* **DIRECTIONS**: Search the records for the string "INTEGER", then copy each line where it appears.

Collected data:

//! Database schema definitions
//!
//! This module contains all SQL schema definitions for the Ark-Harvest database.

/// SQL schema for the database
pub const SCHEMA_SQL: &str = r#"
-- Track scrape jobs
CREATE TABLE IF NOT EXISTS scrape_jobs (
    id INTEGER PRIMARY KEY AUTOINCREMENT,
    job_type TEXT NOT NULL,
    status TEXT NOT NULL,
    started_at TEXT NOT NULL,
    completed_at TEXT,
    urls_discovered INTEGER NOT NULL DEFAULT 0,
    urls_scraped INTEGER NOT NULL DEFAULT 0,
    urls_failed INTEGER NOT NULL DEFAULT 0,
    error_message TEXT
);

CREATE INDEX IF NOT EXISTS idx_scrape_jobs_status ON scrape_jobs(status);

-- Track every URL the pipeline has attempted
CREATE TABLE IF NOT EXISTS scraped_urls (
    id INTEGER PRIMARY KEY AUTOINCREMENT,
    url TEXT NOT NULL UNIQUE,
    url_type TEXT NOT NULL,
    scrape_status TEXT NOT NULL,
    retry_count INTEGER NOT NULL DEFAULT 0,
    content_hash TEXT,
    file_path TEXT,
    last_scraped_at TEXT,
    error_message TEXT,
    job_id INTEGER REFERENCES scrape_jobs(id)
);

CREATE INDEX IF NOT EXISTS idx_scraped_urls_status ON scraped_urls(scrape_status);
CREATE INDEX IF NOT EXISTS idx_scraped_urls_job ON scraped_urls(job_id);

-- Adoptable animals keyed by the site's reference number
CREATE TABLE IF NOT EXISTS entities (
    id INTEGER PRIMARY KEY AUTOINCREMENT,
    reference_number TEXT NOT NULL UNIQUE,
    name TEXT NOT NULL,
    species TEXT,
    age TEXT,
    age_category TEXT,
    sex TEXT,
    breed TEXT,
    size TEXT,
    color TEXT,
    weight TEXT,
    declawed INTEGER NOT NULL DEFAULT 0,
    description TEXT,
    image_urls TEXT NOT NULL DEFAULT '',
    source_url TEXT NOT NULL,
    thumbnail_url TEXT,
    status TEXT NOT NULL,
    content_hash TEXT NOT NULL,
    first_seen_at TEXT NOT NULL,
    last_scraped_at TEXT NOT NULL,
    last_modified_at TEXT NOT NULL,
    missed_runs INTEGER NOT NULL DEFAULT 0
);

CREATE INDEX IF NOT EXISTS idx_entities_status ON entities(status);
CREATE INDEX IF NOT EXISTS idx_entities_species_status ON entities(species, status);
"#;

/// Initializes the database schema
///
/// # Arguments
///
/// * `conn` - The database connection
///
/// # Returns
///
/// * `Ok(())` - Schema initialized successfully
/// * `Err(rusqlite::Error)` - Failed to initialize schema
pub fn initialize_schema(conn: &rusqlite::Connection) -> Result<(), rusqlite::Error> {
    conn.execute_batch(SCHEMA_SQL)?;
    Ok(())
}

* **SOLUTION TO THIS EXERCISE**:
    id INTEGER PRIMARY KEY AUTOINCREMENT,
    urls_discovered INTEGER NOT NULL DEFAULT 0,
    urls_scraped INTEGER NOT NULL DEFAULT 0,
    urls_failed INTEGER NOT NULL DEFAULT 0,
    id INTEGER PRIMARY KEY AUTOINCREMENT,
    retry_count INTEGER NOT NULL DEFAULT 0,
    job_id INTEGER REFERENCES scrape_jobs(id)
    id INTEGER PRIMARY KEY AUTOINCREMENT,
    declawed INTEGER NOT NULL DEFAULT 0,
    missed_runs INTEGER NOT NULL DEFAULT 0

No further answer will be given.